In this code, `x` is assumed to be a 4-D input tensor.

In [3]:
from tensorflow.keras import layers

In [None]:
branch_a = layers.Conv2D(128, 1, activation='relu', strides=2)(x)

In [None]:
# In this branch, striding occurs in the spatial convolutional layer (3 x 3 conv)
branch_b = layers.Conv2D(128, 1, activation='relu')(x)
branch_b = layers.Conv2D(128, 1, activation='relu', strides=2)(branch_b)

In [None]:
# In this branch, striding occurs in the average pooling layer 
branch_c = layers.AveragePooling2D(3, strides=2)(x)
branch_c = layers.Conv2D(128, 3, activation='relu')(branch_c)

In [None]:
# In this branch, striding occurs int he final spatial convolutional layer
branch_d = layers.Conv2D(128, 1, activation='relu')(x)
branch_d = layers.Conv2D(128, 3, activation='relu')(branch_d)
branch_d = layers.Conv2D(128, 3, activation='relu', strides=2)(branch_d)

In [None]:
# Combine outputs of all branches to obtain module output
output = layers.concatenate([branch_a, branch_b, branch_c, branch_d], axis=-1)

# Residual Connections

Residual connections are another variant of the acyclic graph topology in which activations from earlier layers (which represent prior information) are reinjected as inputs later in the network.
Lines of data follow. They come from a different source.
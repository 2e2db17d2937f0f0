//! Categories group a user's subscriptions.

mod create;
mod db;
mod delete;
mod domain;
mod list;

pub use create::create_category_endpoint;
pub use db::{
    create_category, create_category_table, delete_category, get_category, list_categories,
};
pub use delete::delete_category_endpoint;
pub use domain::{Category, CategoryId, CategoryName, parse_category_id};
pub use list::list_categories_endpoint;
//! Utility functions for feed processing.

use chrono::{DateTime, NaiveDate, NaiveDateTime, Utc};
use url;

/// Helper function to validate a URL
pub fn is_valid_url(url: &str) -> bool {
    if let Ok(parsed) = url::Url::parse(url) {
        parsed.scheme() == "http" || parsed.scheme() == "https"
    } else {
        false
    }
}

/// Parse a date string in various formats
pub fn parse_date(date_str: &str) -> Option<DateTime<Utc>> {
    // Try RFC3339
    if let Ok(date) = DateTime::parse_from_rfc3339(date_str) {
        return Some(date.with_timezone(&Utc));
    }

    // Try RFC2822
    if let Ok(date) = DateTime::parse_from_rfc2822(date_str) {
        return Some(date.with_timezone(&Utc));
    }

    // Try timezone-naive formats, treated as UTC
    for format in &["%Y-%m-%dT%H:%M:%S%.f", "%Y-%m-%d %H:%M:%S"] {
        if let Ok(date) = NaiveDateTime::parse_from_str(date_str, format) {
            return Some(date.and_utc());
        }
    }

    // Try a bare date
    if let Ok(date) = NaiveDate::parse_from_str(date_str, "%Y-%m-%d") {
        return date.and_hms_opt(0, 0, 0).map(|dt| dt.and_utc());
    }

    None
}
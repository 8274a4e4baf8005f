//! Terminal rendering for article listings and full articles.

use chrono::{DateTime, Local, Utc};
use colored::Colorize;
use prettytable::{Cell, Row as PrettyRow, Table};

use crate::feed::Article;

/// Format an article date in local time, or a placeholder when missing.
pub fn format_date(date: Option<DateTime<Utc>>) -> String {
    match date {
        Some(dt) => dt
            .with_timezone(&Local)
            .format("%Y-%m-%d %H:%M")
            .to_string(),
        None => "unknown".to_string(),
    }
}

/// Build a listing table for the given articles.
pub fn article_table(articles: &[&Article]) -> Table {
    let mut table = Table::new();
    table.add_row(PrettyRow::new(vec![
        Cell::new("ID"),
        Cell::new("Category"),
        Cell::new("Title"),
        Cell::new("Created"),
        Cell::new("Words"),
        Cell::new("Views"),
    ]));

    for article in articles {
        table.add_row(PrettyRow::new(vec![
            Cell::new(&article.id.to_string()),
            Cell::new(article.category.as_str()),
            Cell::new(&truncate(&article.title, 60)),
            Cell::new(&format_date(article.created_at)),
            Cell::new(&article.word_count.to_string()),
            Cell::new(&article.view_count.to_string()),
        ]));
    }

    table
}

/// Print a full article with header, counters, and paragraphs.
pub fn print_article(article: &Article) {
    println!("{}", "═".repeat(80).bright_blue());
    println!("{}", article.title.bright_white().bold());
    println!(
        "{}  {}  {} words  {} views",
        article.category.as_str().bright_cyan(),
        format_date(article.created_at).dimmed(),
        article.word_count,
        article.view_count
    );
    if let Some(ref image_url) = article.image_url {
        println!("{}: {}", "Image".bright_blue(), image_url);
    }
    println!("{}", "─".repeat(80).dimmed());

    for paragraph in article.content.split('\n').filter(|p| !p.trim().is_empty()) {
        println!("{}\n", paragraph);
    }

    println!("{}", "═".repeat(80).bright_blue());
}

fn truncate(text: &str, max_chars: usize) -> String {
    if text.chars().count() <= max_chars {
        text.to_string()
    } else {
        let truncated: String = text.chars().take(max_chars.saturating_sub(3)).collect();
        format!("{}...", truncated)
    }
}
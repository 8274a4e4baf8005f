pub mod display;
pub mod feed;
pub mod logging;

pub const TARGET_WEB_REQUEST: &str = "web_request";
It makes the output of an earlier layer available as an input to a later layer, thus avoiding the problem of vanishing gradients and information bottlenecks. 

Residual connections will add, rather than concatenate, earlier outputs with later outputs, and therefore assume the earlier output is of the same shape as the activation it is being added to.

If this isn't the case, a linear transformation can often convert the earlier activation to the desired shape.

## Example 1 - Same Activation Shapes

In [None]:
# Assume `x` represents a 4-D tensor in this example

In [4]:
from tensorflow.keras import layers

In [None]:
# First intermediate Conv2D layer transforms the input x - `same` necessary
# because we want the final outputs and residual connection input to have same shape
y = layers.Conv2D(128, 3, activation='relu', padding='same')(x)

# successive transformations using Conv2D
y = layers.Conv2D(128, 3, activation='relu', padding='same')(y)
y = layers.Conv2D(128, 3, activation='relu', padding='same')(y)

# Add the original input tensor x back to the output features - residual connection
y = layers.add([y, x])

## Example 2 - Different Activation Shapes

In [5]:
from tensorflow.keras import layers

In [6]:
# Assume again that x is a 4D input tensor

In [None]:
# Convolutional layers will transform the input `x` while keeping input shapes same
y = layers.Conv2D(128, 3, activation='relu', padding='same')(x)
y = layers.Conv2D(128, 3, activation='relu', padding='same')(y)

# The stride here has changed the shape of the activation
y = layers.MaxPooling2D(2, strides=2)(y)

# Using 1 x 1 convolution to linearly downsample original x tensor to same shape as y
residual = layers.Conv2D(128, 1, strides=2, padding='same')(x)

# Similar shapes - now add residual tensor back to output features
y = layers.add([y, residual])

# Sharing Model Weights - Siamese LSTM

In [7]:
from tensorflow.keras import layers
from tensorflow.keras import Input
from tensorflow.keras.models import Model

In [8]:
# Instantiate a single LSTM layer only once
lstm = layers.LSTM(32)

In [9]:
# Building left branch of the model: inputs are variable length sequences of vectors of size 128
left_input = Input(shape=(None, 128))
left_output = lstm(left_input)

In [11]:
# Building right branch - calling existing layer instance and reusing its weights
right_input = Input(shape=(None, 128))
right_output = lstm(right_input)

In [12]:
# Build a classifier on top of the merged outputs 
merged = layers.concatenate([left_output, right_output], axis=-1)
predictions = layers.Dense(1, activation='sigmoid')(merged)

In [13]:
# Build a model linking both input sequences to output predictions
model = Model([left_input, right_input], predictions)

# Weights of the model will be updated based on both inputs
model.fit([left_data, right_data], targets)

# Using Models as Layers

In the previous examples, we used a single `LSTM` layer to transform two different inputs into two different outputs using a common set of weights. 

The same principle applies to entire models as well: weights of entire models can be reused. 

This example demonstrates how we can use a pretrained model's weights in combination with video streams from two cameras for depth analysis using a single, pretrained Xception model as the common processing unit.

In [14]:
from tensorflow.keras import layers
from tensorflow.keras import applications
from tensorflow.keras import Input

In [15]:
# Instantiate convolutional base of Xception model: comes prepackaged with keras, trained on ImageNet
xception_base = applications.Xception(weights=None, include_top=False)

In [16]:
# The entire model is used to process two different streams of input
left_input = Input(shape=(250, 250, 3))    # RGB images 
right_input = Input(shape=(250, 250, 3))

In [17]:
# Use pretrained base to extract features
left_features = xception_base(left_input)
right_features = xception_base(right_input)

In [18]:
# Merged features contain information from both visual feeds
merged_features = layers.concatenate([left_features, right_features], axis=-1)